Friends is a sitcom, and a lot of sitcoms and other comedies1 are kind of meta, in that the characters will say something funny for the audience's benefit but the actors will laugh or almost laugh. The filmmakers often leave this in the show because, even though they technically broke out of character, the show isn't meant to be all that serious in the first place and audences might be more likely to laugh if they see the actors laughing or almost laughing.

1 For example, in the comedy sketch show, Studio C, the actors often visibly struggle to repress laughter and keep a straight face, but they leave that in the show because often it makes it even funnier. :)
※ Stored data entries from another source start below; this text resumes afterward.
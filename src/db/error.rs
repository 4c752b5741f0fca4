use thiserror::Error;
use tokio_postgres::error::SqlState;
use uuid::Uuid;

use crate::retry::Retryable;

#[derive(Debug, Error)]
pub enum DbError {
    #[error("Pool error: {0}")]
    PoolError(#[from] deadpool_postgres::PoolError),

    #[error("{}", format_pg_error(.0))]
    PostgresError(#[from] tokio_postgres::Error),

    #[error("Build error: {0}")]
    BuildError(#[from] deadpool_postgres::BuildError),

    #[error("Migration error: {0}")]
    MigrationError(String),

    #[error("IO error: {0}")]
    IoError(#[from] std::io::Error),

    #[error("Invalid connection string: {0}")]
    InvalidConnectionString(String),

    #[error("Order {0} not found")]
    NotFound(Uuid),

    #[error("Invalid transition for order {order}: {message}")]
    InvalidTransition { order: Uuid, message: String },

    #[error("Invalid value in column '{column}': {message}")]
    InvalidColumn { column: String, message: String },

    #[error("Value {value} for column '{column}' does not fit in BIGINT")]
    ValueOutOfRange { column: String, value: u64 },
}

/// Narrow an unsigned value to the BIGINT range before it is written.
pub fn to_bigint(column: &str, value: u64) -> Result<i64, DbError> {
    i64::try_from(value).map_err(|_| DbError::ValueOutOfRange {
        column: column.to_string(),
        value,
    })
}

impl Retryable for DbError {
    /// Connection-level failures and serialization conflicts are worth another attempt;
    /// anything the database rejected on its merits is not.
    fn is_retryable(&self) -> bool {
        match self {
            DbError::PoolError(_) => true,
            DbError::PostgresError(e) => match e.code() {
                None => true,
                Some(code) => is_transient_sql_state(code),
            },
            DbError::BuildError(_)
            | DbError::MigrationError(_)
            | DbError::IoError(_)
            | DbError::InvalidConnectionString(_)
            | DbError::NotFound(_)
            | DbError::InvalidTransition { .. }
            | DbError::InvalidColumn { .. }
            | DbError::ValueOutOfRange { .. } => false,
        }
    }
}

fn is_transient_sql_state(code: &SqlState) -> bool {
    // Class 08: connection exception.
    code.code().starts_with("08")
        || *code == SqlState::T_R_SERIALIZATION_FAILURE
        || *code == SqlState::T_R_DEADLOCK_DETECTED
        || *code == SqlState::ADMIN_SHUTDOWN
        || *code == SqlState::CANNOT_CONNECT_NOW
        || *code == SqlState::TOO_MANY_CONNECTIONS
}

fn format_pg_error(e: &tokio_postgres::Error) -> String {
    if let Some(db_err) = e.as_db_error() {
        let mut msg = format!(
            "PostgreSQL error [{}]: {}",
            db_err.code().code(),
            db_err.message()
        );
        if let Some(detail) = db_err.detail() {
            msg.push_str(&format!("\n  Detail: {}", detail));
        }
        if let Some(hint) = db_err.hint() {
            msg.push_str(&format!("\n  Hint: {}", hint));
        }
        if let Some(table) = db_err.table() {
            msg.push_str(&format!("\n  Table: {}", table));
        }
        if let Some(column) = db_err.column() {
            msg.push_str(&format!("\n  Column: {}", column));
        }
        if let Some(constraint) = db_err.constraint() {
            msg.push_str(&format!("\n  Constraint: {}", constraint));
        }
        msg
    } else {
        format!("PostgreSQL error: {}", e)
    }
}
  • Even more so - Mrs Brown's Boys, which uses a lot of 4th wall breaking anyway, will also leave in fluffed lines, the pauses necessary to re-say the line, & the actors' responses to those fluffs. The main character will also frequently ask questions in character which were clearly not expected by the actor on the receiving end of the question.
    – Tetsujin
    Commented Sep 11, 2016 at 9:12

Friends, as a show, rarely explicitly breaks the fourth wall. It's more accurate to say that all of the characters on the show frequently, implicitly, lean on the fourth wall for humor (Chandler about babies names, Rachel referencing fan obsession with her hairstyle at the time, etc..). There were a handful of one off exceptions, eg. Ross in a laurel and hardy homage.

Phoebe's infrequent 4th wall breaks stand out because they are performed in character, as part of regular episodes.

So while I don't find any specific references to her "holding laughter back" face being intentionally allowed screen time more often than for other characters, it would make sense as a decision.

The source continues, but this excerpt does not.